Bevor man mit der Bestimmung des richtigen Positionsplans beginnt, ist es jedoch nicht wichtig, wohin der Aktienkurs gehen wird. Die Frage ist vielmehr, ob das Cashflow-System, das die monatlichen Zahlungen ermöglicht, noch intakt ist – und ob der Dividendenanteil, die Schuldenlast sowie die Qualität der neuen Akquisitionen ausreichen, um den Dividendenzuwachs zu sichern, anstatt ihn nur zu schützen.

Die Antwort auf die neuesten Zahlen ist beruhigend – allerdings unter bestimmten Bedingungen. Der Einkommensfluss ist real, die Abdeckung ist solide, und die Erfolgsbilanz ist außergewöhnlich. Doch die 115 anhaltenden Anstiege der Dividenden pro Quartal erfolgen zu einem hohen Preis. Die Nutzung von Verschuldung zur Finanzierung dieses Wachstums verdient eine genaue Überprüfung.

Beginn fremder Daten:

//! Error handling for the resume matcher

use thiserror::Error;

#[derive(Error, Debug)]
pub enum ResumeMatcherError {
    #[error("IO error: {0}")]
    Io(#[from] std::io::Error),

    #[error("PDF extraction error: {0}")]
    PdfExtraction(String),

    #[error("DOCX extraction error: {0}")]
    DocxExtraction(String),

    #[error("Text processing error: {0}")]
    TextProcessing(String),

    #[error("Similarity computation error: {0}")]
    Similarity(String),

    #[error("Configuration error: {0}")]
    Configuration(String),

    #[error("Skill catalog error: {0}")]
    Catalog(String),

    #[error("File format not supported: {0}")]
    UnsupportedFormat(String),

    #[error("Serialization error: {0}")]
    Serialization(#[from] serde_json::Error),

    #[error("Invalid input: {0}")]
    InvalidInput(String),

    #[error("Analysis failed: {0}")]
    AnalysisFailed(String),

    #[error("Output formatting error: {0}")]
    OutputFormatting(String),
}

pub type Result<T> = std::result::Result<T, ResumeMatcherError>;

/// Regex compilation failures surface as text processing errors
impl From<regex::Error> for ResumeMatcherError {
    fn from(err: regex::Error) -> Self {
        ResumeMatcherError::TextProcessing(err.to_string())
    }
}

Was die monatliche Überprüfung auslöst?

Realty Income besitzt etwa…15.588 ImmobilienIn den Vereinigten Staaten und Europa. Jede dieser Immobilien wird auf lange Sicht an einen einzigen Mieter vermietet – Unternehmen wie Dollar Stores, Apotheken, Fitnessketten oder Geschäfte der Art „Convenience Store“. Der Mieter trägt die Immobiliensteuern, die Versicherungskosten sowie die Instandhaltungskosten. Realty Income erhält das Mieteinnahmen, bezahlt die Ausgaben und die Schulden, und gibt den Rest an die Aktionäre weiter – jeden Monat.

Die Struktur ist wichtig. Da die Mieter die Betriebskosten tragen, sind die Mietzahlungen, die Realty Income erhält, fast ausschließlich aus dem Gewinn. Da die Verträge über einen bestimmten Zeitraum hinweg gelten…Durchschnitt von 8,6 JahrenDurch die integrierten Mietsteigerfunktionen ist das Einkommen vorhersehbar. Da es 1.798 Mieter gibt, die in 92 verschiedenen Branchen tätig sind, kann keine einzelne Insolvenz das Portfolio gefährden.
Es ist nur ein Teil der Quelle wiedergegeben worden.